* [Your task]: Report every line of the data where the string "info" appears.

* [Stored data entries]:
......
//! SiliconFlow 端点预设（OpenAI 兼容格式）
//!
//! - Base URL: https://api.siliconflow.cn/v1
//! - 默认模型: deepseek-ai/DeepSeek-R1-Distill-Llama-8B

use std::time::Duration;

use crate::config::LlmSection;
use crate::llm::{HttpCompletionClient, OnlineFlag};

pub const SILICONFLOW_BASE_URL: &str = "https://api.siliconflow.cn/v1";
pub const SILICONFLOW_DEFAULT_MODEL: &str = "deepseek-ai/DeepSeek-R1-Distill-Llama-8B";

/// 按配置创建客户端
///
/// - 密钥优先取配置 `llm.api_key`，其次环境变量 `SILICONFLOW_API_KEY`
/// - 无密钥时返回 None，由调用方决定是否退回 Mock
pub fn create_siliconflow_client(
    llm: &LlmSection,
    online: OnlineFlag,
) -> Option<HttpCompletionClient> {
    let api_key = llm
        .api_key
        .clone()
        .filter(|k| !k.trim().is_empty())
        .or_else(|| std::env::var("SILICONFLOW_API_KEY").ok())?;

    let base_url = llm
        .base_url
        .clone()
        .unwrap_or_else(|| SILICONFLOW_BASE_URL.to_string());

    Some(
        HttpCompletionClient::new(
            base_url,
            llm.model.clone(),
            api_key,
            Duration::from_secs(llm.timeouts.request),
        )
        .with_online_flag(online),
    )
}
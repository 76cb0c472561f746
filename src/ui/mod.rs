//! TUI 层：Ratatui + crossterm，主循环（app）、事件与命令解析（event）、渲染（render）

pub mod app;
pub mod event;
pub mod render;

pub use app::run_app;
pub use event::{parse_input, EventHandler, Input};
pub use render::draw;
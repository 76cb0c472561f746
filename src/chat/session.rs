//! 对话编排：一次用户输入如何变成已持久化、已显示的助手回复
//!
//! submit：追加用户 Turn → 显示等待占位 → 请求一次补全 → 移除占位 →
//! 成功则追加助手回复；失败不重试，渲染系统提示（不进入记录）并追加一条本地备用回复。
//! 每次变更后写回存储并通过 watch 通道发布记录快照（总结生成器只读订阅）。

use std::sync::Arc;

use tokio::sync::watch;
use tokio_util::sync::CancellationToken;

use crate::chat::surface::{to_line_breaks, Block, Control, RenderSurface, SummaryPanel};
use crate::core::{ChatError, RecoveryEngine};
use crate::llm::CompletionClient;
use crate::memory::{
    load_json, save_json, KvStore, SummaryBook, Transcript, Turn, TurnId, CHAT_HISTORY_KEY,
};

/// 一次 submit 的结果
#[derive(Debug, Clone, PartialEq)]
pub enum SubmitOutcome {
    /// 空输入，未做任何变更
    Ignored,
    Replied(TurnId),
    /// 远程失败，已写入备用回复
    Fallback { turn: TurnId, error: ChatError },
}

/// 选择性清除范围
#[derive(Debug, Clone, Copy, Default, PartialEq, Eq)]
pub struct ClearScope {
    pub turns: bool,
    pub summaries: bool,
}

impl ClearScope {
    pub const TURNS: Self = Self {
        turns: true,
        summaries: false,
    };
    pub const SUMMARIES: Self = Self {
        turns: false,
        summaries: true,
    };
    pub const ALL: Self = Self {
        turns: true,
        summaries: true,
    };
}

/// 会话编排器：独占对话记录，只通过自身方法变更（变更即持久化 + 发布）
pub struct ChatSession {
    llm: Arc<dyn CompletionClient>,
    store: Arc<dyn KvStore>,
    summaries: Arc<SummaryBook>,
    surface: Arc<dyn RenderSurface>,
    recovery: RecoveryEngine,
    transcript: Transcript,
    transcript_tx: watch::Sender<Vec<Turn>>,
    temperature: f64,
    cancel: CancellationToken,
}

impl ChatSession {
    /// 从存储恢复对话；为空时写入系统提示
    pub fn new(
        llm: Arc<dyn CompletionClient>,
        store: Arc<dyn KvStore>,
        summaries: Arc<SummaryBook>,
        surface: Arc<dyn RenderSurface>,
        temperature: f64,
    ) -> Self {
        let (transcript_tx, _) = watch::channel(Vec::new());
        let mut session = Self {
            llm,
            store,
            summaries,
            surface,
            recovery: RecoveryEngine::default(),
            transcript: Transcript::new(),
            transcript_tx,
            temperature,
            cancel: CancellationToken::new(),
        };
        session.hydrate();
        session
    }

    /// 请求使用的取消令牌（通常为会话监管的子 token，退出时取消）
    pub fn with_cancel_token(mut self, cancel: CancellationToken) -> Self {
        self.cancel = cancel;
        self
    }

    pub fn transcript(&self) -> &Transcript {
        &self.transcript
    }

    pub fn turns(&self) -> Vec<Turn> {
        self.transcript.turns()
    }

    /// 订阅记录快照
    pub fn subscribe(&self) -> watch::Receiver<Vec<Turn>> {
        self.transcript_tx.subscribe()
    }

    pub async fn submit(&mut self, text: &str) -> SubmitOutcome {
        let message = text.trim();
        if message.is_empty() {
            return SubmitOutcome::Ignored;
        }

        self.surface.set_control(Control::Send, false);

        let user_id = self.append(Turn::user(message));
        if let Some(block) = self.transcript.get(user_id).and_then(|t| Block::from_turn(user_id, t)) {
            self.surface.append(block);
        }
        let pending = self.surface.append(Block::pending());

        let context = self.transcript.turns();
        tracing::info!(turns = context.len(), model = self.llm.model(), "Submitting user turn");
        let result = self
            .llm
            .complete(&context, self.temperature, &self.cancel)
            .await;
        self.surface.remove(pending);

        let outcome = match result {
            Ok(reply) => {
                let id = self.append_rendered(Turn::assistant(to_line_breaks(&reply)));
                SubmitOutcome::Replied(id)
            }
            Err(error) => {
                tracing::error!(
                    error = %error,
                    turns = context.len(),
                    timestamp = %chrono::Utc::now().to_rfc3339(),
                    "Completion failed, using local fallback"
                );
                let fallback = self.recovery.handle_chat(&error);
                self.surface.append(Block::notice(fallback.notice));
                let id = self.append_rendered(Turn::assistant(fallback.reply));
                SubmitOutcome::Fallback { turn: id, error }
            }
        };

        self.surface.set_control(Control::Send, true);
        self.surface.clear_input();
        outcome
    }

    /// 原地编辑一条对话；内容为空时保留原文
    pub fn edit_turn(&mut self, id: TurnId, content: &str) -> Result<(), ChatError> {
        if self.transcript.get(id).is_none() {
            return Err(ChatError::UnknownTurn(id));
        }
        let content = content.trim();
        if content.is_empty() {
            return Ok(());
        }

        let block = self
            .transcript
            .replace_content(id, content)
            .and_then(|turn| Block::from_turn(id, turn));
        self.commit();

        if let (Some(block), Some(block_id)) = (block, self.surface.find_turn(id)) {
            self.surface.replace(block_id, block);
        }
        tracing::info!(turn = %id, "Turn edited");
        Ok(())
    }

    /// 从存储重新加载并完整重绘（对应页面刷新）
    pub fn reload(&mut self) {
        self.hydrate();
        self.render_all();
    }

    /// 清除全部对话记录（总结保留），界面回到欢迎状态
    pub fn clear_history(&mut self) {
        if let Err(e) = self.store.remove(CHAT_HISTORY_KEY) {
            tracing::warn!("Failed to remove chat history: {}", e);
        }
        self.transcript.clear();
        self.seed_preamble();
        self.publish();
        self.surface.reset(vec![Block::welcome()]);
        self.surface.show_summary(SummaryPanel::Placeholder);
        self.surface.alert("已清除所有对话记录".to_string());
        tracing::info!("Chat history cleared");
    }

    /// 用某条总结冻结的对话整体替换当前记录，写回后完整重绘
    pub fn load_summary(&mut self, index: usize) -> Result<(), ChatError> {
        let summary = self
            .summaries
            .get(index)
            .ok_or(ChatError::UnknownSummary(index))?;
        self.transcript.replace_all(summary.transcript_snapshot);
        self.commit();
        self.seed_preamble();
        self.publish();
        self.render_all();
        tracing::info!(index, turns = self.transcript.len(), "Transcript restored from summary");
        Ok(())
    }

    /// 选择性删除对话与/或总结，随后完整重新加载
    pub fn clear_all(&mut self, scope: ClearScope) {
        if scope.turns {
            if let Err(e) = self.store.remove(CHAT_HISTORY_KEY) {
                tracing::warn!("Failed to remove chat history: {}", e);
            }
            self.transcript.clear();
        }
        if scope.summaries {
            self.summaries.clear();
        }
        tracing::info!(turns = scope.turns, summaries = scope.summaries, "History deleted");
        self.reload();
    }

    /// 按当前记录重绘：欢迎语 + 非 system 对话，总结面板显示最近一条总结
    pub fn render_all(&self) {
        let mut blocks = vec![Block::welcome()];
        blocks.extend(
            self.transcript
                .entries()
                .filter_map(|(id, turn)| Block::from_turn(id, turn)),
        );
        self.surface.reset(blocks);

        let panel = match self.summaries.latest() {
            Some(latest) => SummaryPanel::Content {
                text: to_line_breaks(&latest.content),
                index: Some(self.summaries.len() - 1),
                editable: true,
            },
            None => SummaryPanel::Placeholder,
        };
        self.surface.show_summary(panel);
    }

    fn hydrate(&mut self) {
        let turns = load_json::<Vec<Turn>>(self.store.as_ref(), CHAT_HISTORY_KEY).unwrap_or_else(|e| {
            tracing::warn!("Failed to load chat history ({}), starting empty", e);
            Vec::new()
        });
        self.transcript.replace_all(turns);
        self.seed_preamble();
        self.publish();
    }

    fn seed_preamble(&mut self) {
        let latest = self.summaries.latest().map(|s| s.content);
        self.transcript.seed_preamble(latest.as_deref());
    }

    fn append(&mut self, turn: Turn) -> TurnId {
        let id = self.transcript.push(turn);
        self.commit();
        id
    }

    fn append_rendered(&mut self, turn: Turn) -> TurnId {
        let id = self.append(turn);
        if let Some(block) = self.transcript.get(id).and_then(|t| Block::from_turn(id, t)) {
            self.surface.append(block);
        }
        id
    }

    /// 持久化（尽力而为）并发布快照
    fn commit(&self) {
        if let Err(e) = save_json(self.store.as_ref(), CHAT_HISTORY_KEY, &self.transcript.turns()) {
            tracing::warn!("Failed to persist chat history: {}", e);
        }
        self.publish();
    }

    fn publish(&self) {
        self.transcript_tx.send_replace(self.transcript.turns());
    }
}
......
* [Exercise response]:
        tracing::info!(turns = context.len(), model = self.llm.model(), "Submitting user turn");
        tracing::info!(turn = %id, "Turn edited");
        tracing::info!("Chat history cleared");
        tracing::info!(index, turns = self.transcript.len(), "Transcript restored from summary");
        tracing::info!(turns = scope.turns, summaries = scope.summaries, "History deleted");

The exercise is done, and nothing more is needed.